Basın açıklaması öncesinde İstanbul Tabip Odası Genel Sekreteri Ertuğrul Oruç söz aldı. Sağlık emekçilerinin de eğitim emekçileriyle beraber şiddetle en sık karşı karşıya kalan meslek gruplarından olduğunu ifade eden Oruç, “12 Eylül sonrasında başlayan piyasalaşma saldırısının ilk hedefi eğitim alanı olmuştu. Bu iktidar döneminde de saldırı aynı şekilde devam etti.

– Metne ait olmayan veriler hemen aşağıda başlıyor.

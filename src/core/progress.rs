//! Progress reporting for long builds.
//!
//! The builder reports the fraction of work done (0.0..=1.0) through `Progress`.
//! Hosts that count in increments instead of absolute fractions wrap their sink in
//! `Incremental`.
use tracing::info;

pub trait Progress {
    /// Called with the total fraction done so far
    fn advance(&mut self, fraction_done: f64);
}

/// Discards progress
#[derive(Debug, Default, Clone, Copy)]
pub struct NoProgress;

impl Progress for NoProgress {
    fn advance(&mut self, _fraction_done: f64) {}
}

impl<F: FnMut(f64)> Progress for F {
    fn advance(&mut self, fraction_done: f64) {
        self(fraction_done)
    }
}

/// Logs progress in 10 % steps
#[derive(Debug, Default)]
pub struct LogProgress {
    label: String,
    last_step: u32,
}

impl LogProgress {
    pub fn new(label: impl Into<String>) -> Self {
        Self {
            label: label.into(),
            last_step: 0,
        }
    }
}

impl Progress for LogProgress {
    fn advance(&mut self, fraction_done: f64) {
        let step = (fraction_done.clamp(0.0, 1.0) * 10.0).floor() as u32;
        if step > self.last_step {
            self.last_step = step;
            info!("{}: {}%", self.label, step * 10);
        }
    }
}

/// Turns absolute fractions into deltas for sinks that accumulate
pub struct Incremental<F: FnMut(f64)> {
    sink: F,
    reported: f64,
}

impl<F: FnMut(f64)> Incremental<F> {
    pub fn new(sink: F) -> Self {
        Self { sink, reported: 0.0 }
    }
}

impl<F: FnMut(f64)> Progress for Incremental<F> {
    fn advance(&mut self, fraction_done: f64) {
        let delta = fraction_done - self.reported;
        if delta > 0.0 {
            self.reported = fraction_done;
            (self.sink)(delta);
        }
    }
}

Bu cinayet bir günde olmuş değil” dedi ve eğitim emekçileriyle dayanışma içinde olduklarını söyledi.
Ardından Özel Sektör Öğretmenleri Sendikası adına Ozan Fındık konuştu. İbrahim Oktugan’ın bir özel sektör öğretmeni olduğunu vurgulayan Fındık, “İbrahim öğretmen bir kişinin kurşunuyla ölmedi. İbrahim öğretmen yıllardır adım adım, göstere göstere gelen sömürü politikalarının sonucunda öldü” diye konuştu. Fındık bu zihniyete karşı mücadele etmeye devam edeceklerinin altını çizdi.

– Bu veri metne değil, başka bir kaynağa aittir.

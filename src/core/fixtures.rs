//! In-memory grids shared by unit tests.
use ndarray::{Array3, array};

use crate::core::grid::{GridCoords, SoilGrid};

/// 3x3 grid with three layers and deliberately sparse data. Two cells carry no
/// valid surface layer; the counts per cell are `[[0,3,3],[3,3,1],[0,3,2]]`.
pub fn fake_isric_wise() -> SoilGrid {
    let ph = array![
        [[-1.0, 7.4, 5.2], [5.2, 6.5, 5.1], [-1.0, 6.2, 5.0]],
        [[-1.0, 7.6, 5.3], [5.5, 6.6, -1.0], [-1.0, 6.5, 5.3]],
        [[-1.0, 7.4, 5.2], [2.2, 6.8, -1.0], [-1.0, 6.4, -1.0]],
    ];
    let cl = array![
        [[-1.0, 0.30, 0.10], [0.1, 0.22, 0.1], [-1.0, 0.1, 0.15]],
        [[-1.0, 0.31, 0.09], [0.1, 0.16, 0.05], [-1.0, 0.11, 0.13]],
        [[-1.0, 0.29, 0.02], [0.05, 0.2, 0.2], [-1.0, 0.3, -1.0]],
    ];
    // one cell has bulk density but nothing else
    let bd = array![
        [[0.5, 0.9, 0.95], [1.4, 1.3, 1.4], [-1.0, 1.6, 1.5]],
        [[0.8, 0.95, 1.05], [1.3, 1.25, 1.35], [-1.0, 1.7, 1.85]],
        [[0.6, 1.20, 1.3], [1.25, 1.45, 1.5], [-1.0, 1.65, -1.0]],
    ];
    let coords = GridCoords::new(vec![0.0, 1.0, 2.0], vec![0.0, 1.0, 2.0]);
    SoilGrid::new(coords, 3)
        .with_variable("PHAQ", ph)
        .and_then(|g| g.with_variable("CLPC", cl))
        .and_then(|g| g.with_variable("BULK", bd))
        .unwrap()
}

/// Fully populated low-resolution grid with five 20 cm layers per cell,
/// north-up, first cell centre at (52.25, 8.25).
pub fn full_profile_grid(nlat: usize, nlon: usize) -> SoilGrid {
    let coords = GridCoords::regular(52.25, -0.5, nlat, 8.25, 0.5, nlon);
    let shape = (5, nlat, nlon);
    let per_layer = |values: [f64; 5]| Array3::from_shape_fn(shape, |(k, _, _)| values[k]);
    SoilGrid::new(coords, 5)
        .with_variable("BULK", per_layer([1.2, 1.3, 1.4, 1.5, 1.55]))
        .and_then(|g| g.with_variable("PHAQ", per_layer([6.5, 6.6, 6.8, 7.0, 7.1])))
        .and_then(|g| g.with_variable("CLPC", per_layer([22.0, 24.0, 26.0, 28.0, 30.0])))
        .and_then(|g| g.with_variable("SDTO", per_layer([41.0, 40.0, 38.0, 37.0, 35.0])))
        .and_then(|g| g.with_variable("STPC", per_layer([37.0, 36.0, 36.0, 35.0, 35.0])))
        .and_then(|g| g.with_variable("TOTC", per_layer([14.0, 9.0, 5.0, 3.0, 2.0])))
        .and_then(|g| g.with_variable("TOTN", per_layer([1.4, 0.9, 0.5, 0.3, 0.2])))
        .and_then(|g| g.with_variable("CFRAG", per_layer([4.0, 5.0, 6.0, 8.0, 10.0])))
        .and_then(|g| g.with_variable("TopDep", per_layer([0.0, 20.0, 40.0, 60.0, 80.0])))
        .and_then(|g| g.with_variable("BotDep", per_layer([20.0, 40.0, 60.0, 80.0, 100.0])))
        .unwrap()
}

“MEB’İN POLİTİKALARI BUGÜNÜ HAZIRLADI”
Basın açıklamasını Eğitim Sen İstanbul Şubeler Platformu adına Eğitim Sen 3 No’lu Şube Başkanı Hüseyin Tosu okudu. Millî Eğitim Bakanlığı ve siyasi iktidarın eğitim emekçilerine yönelik söylem ve yaklaşımlarının öğretmenliği itibarsızlaştırdığını vurgulayan Tosu, “Bugüne kadar eğitimden sorumlu olanların yaptıkları açıklamalarda eğitimde yaşanan olumsuzlukların sorumlusu olarak öğretmenleri göstermesi, CİMER uygulamasının bizlere karşı bir sopaya dönüştürülmesi, MEB’in eğitimde yaşanan sorunlara çözüm üretmek yerine öğretmenleri ve idarecileri veli/öğrenci karşısında tek muhatap olarak bırakması, bugün yaşananlara zemin oluşturmuştur” dedi.

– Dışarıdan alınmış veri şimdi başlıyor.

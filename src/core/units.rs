//! Physical units of source and target attributes and the closed conversion table
//! between them. Only direct pairs are supported, their inverses are derived.
use ndarray::{Array, ArrayBase, Data, Dimension};

use crate::error::{Error, Result};

#[derive(Copy, Clone, Debug, PartialEq, Eq, Hash)]
pub enum Unit {
    Fraction,
    Percent,
    GramsPerKg,
    GramsPerCm3,
    Millimeter,
    Centimeter,
    Meter,
    Dimensionless,
    /// Unit not declared by the source
    Unknown,
}

impl Unit {
    pub fn label(self) -> &'static str {
        match self {
            Unit::Fraction => "fraction",
            Unit::Percent => "percent",
            Unit::GramsPerKg => "g kg-1",
            Unit::GramsPerCm3 => "g cm-3",
            Unit::Millimeter => "mm",
            Unit::Centimeter => "cm",
            Unit::Meter => "m",
            Unit::Dimensionless => "-",
            Unit::Unknown => "unknown",
        }
    }
}

impl std::fmt::Display for Unit {
    fn fmt(&self, f: &mut std::fmt::Formatter<'_>) -> std::fmt::Result {
        f.write_str(self.label())
    }
}

const CONVERSIONS: &[(Unit, Unit, f64)] = &[
    (Unit::Fraction, Unit::Percent, 100.0),
    (Unit::GramsPerKg, Unit::Percent, 0.1),
    (Unit::GramsPerKg, Unit::Fraction, 0.001),
    (Unit::Centimeter, Unit::Millimeter, 10.0),
    (Unit::Meter, Unit::Millimeter, 1000.0),
    (Unit::Meter, Unit::Centimeter, 100.0),
];

/// Multiplicative factor turning a value in `from` into a value in `to`
pub fn conversion_factor(from: Unit, to: Unit) -> Result<f64> {
    if from == to {
        return Ok(1.0);
    }
    for &(a, b, factor) in CONVERSIONS {
        if a == from && b == to {
            return Ok(factor);
        }
        if a == to && b == from {
            return Ok(1.0 / factor);
        }
    }
    Err(Error::UnsupportedConversion {
        from: from.to_string(),
        to: to.to_string(),
    })
}

pub fn convert(value: f64, from: Unit, to: Unit) -> Result<f64> {
    Ok(value * conversion_factor(from, to)?)
}

/// Converted copy of an array
pub fn convert_array<S, D>(data: &ArrayBase<S, D>, from: Unit, to: Unit) -> Result<Array<f64, D>>
where
    S: Data<Elem = f64>,
    D: Dimension,
{
    let factor = conversion_factor(from, to)?;
    Ok(data.mapv(|v| v * factor))
}

#[cfg(test)]
mod tests {
    use super::*;
    use ndarray::array;

    #[test]
    fn identity_is_exact_even_for_unknown_units() {
        assert_eq!(conversion_factor(Unit::Unknown, Unit::Unknown).unwrap(), 1.0);
        assert_eq!(convert(3.7, Unit::Percent, Unit::Percent).unwrap(), 3.7);
    }

    #[test]
    fn supported_pairs_are_symmetric() {
        for &(a, b, _) in CONVERSIONS {
            for x in [0.0, 0.37, 1.0, 12.5, 1234.5] {
                let back = convert(convert(x, a, b).unwrap(), b, a).unwrap();
                assert!((back - x).abs() < 1e-9, "{a} <-> {b}: {x} became {back}");
            }
        }
    }

    #[test]
    fn inverse_is_derived() {
        assert!((convert(35.0, Unit::Percent, Unit::Fraction).unwrap() - 0.35).abs() < 1e-12);
        assert_eq!(convert(12.0, Unit::Centimeter, Unit::Millimeter).unwrap(), 120.0);
        assert!((convert(8.0, Unit::GramsPerKg, Unit::Fraction).unwrap() - 0.008).abs() < 1e-12);
    }

    #[test]
    fn unsupported_pair_fails() {
        let err = convert(1.0, Unit::GramsPerCm3, Unit::Percent).unwrap_err();
        assert!(matches!(err, Error::UnsupportedConversion { .. }));
        assert!(err.to_string().contains("g cm-3"));
    }

    #[test]
    fn arrays_convert_elementwise() {
        let data = array![[10.0, 20.0], [30.0, -1.0]];
        let converted = convert_array(&data, Unit::Percent, Unit::Fraction).unwrap();
        let expected = array![[0.1, 0.2], [0.3, -0.01]];
        assert!(converted.iter().zip(expected.iter()).all(|(a, b)| (a - b).abs() < 1e-12));
        let depths = convert_array(&data, Unit::Centimeter, Unit::Millimeter).unwrap();
        assert_eq!(depths[[1, 0]], 300.0);
    }
}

Cinayetin arkasındaki zihniyetin mesleğin itibarını ayaklar altına alanlar olduğunu vurgulayan Tosu, bu cinayetin azmettiricilerinin öğretmenler çalışmıyor algısını yayanlar, liyakatsiz şekilde atanan mülki amirler, eğitime dair eleştiri ve önerilere kulak tıkayanlar olduğunun altını çizdi. Tosu eğitim emekçilerinin taleplerini şöyle aktardı: “Okullardaki şiddetin arkasındaki nedenler ortaya çıkarılmalı, eğitim emekçilerinin can güvenliği sağlanmalıdır. Okulda şiddetin son bulması için MEB’i acilen harekete geçmeye ve önlem almaya çağırıyoruz. Okullarda yaşanan şiddet olaylarındaki korkutucu tırmanışı engellemek için bir an önce eğitimde şiddet yasası çıkarılmalıdır. Eğitim kurumlarının tümünde, şiddetle mücadele etmek için alınması gereken somut önlemleri, ne yapılacağını ve nasıl önleneceğini gösteren bir eylem planı hazırlanmalıdır. Failler toplumun vicdanını rahatlatacak ve yeni olaylar açısından caydırıcı olacak şekilde cezalandırılmalıdır. Özel ya da devlet okulu fark etmeksizin, derhal tüm okulların güvenliği sağlanmalıdır. Ahlak bekçiliğine soyunan RTÜK’ün toplumsal şiddeti başlıca gündemi haline getirip, mafya ve suç temalı TV yapımlarını denetlemesi sağlanmalıdır. İçine bin bir tane gereksiz ve hatta zararlı içeriklerle doldurulan müfredat yerine şiddetin çağdışı ve yanlış olduğunu öğreten, toplumsal yaşam dersleri içeren öğretim programları hazırlanmalıdır.”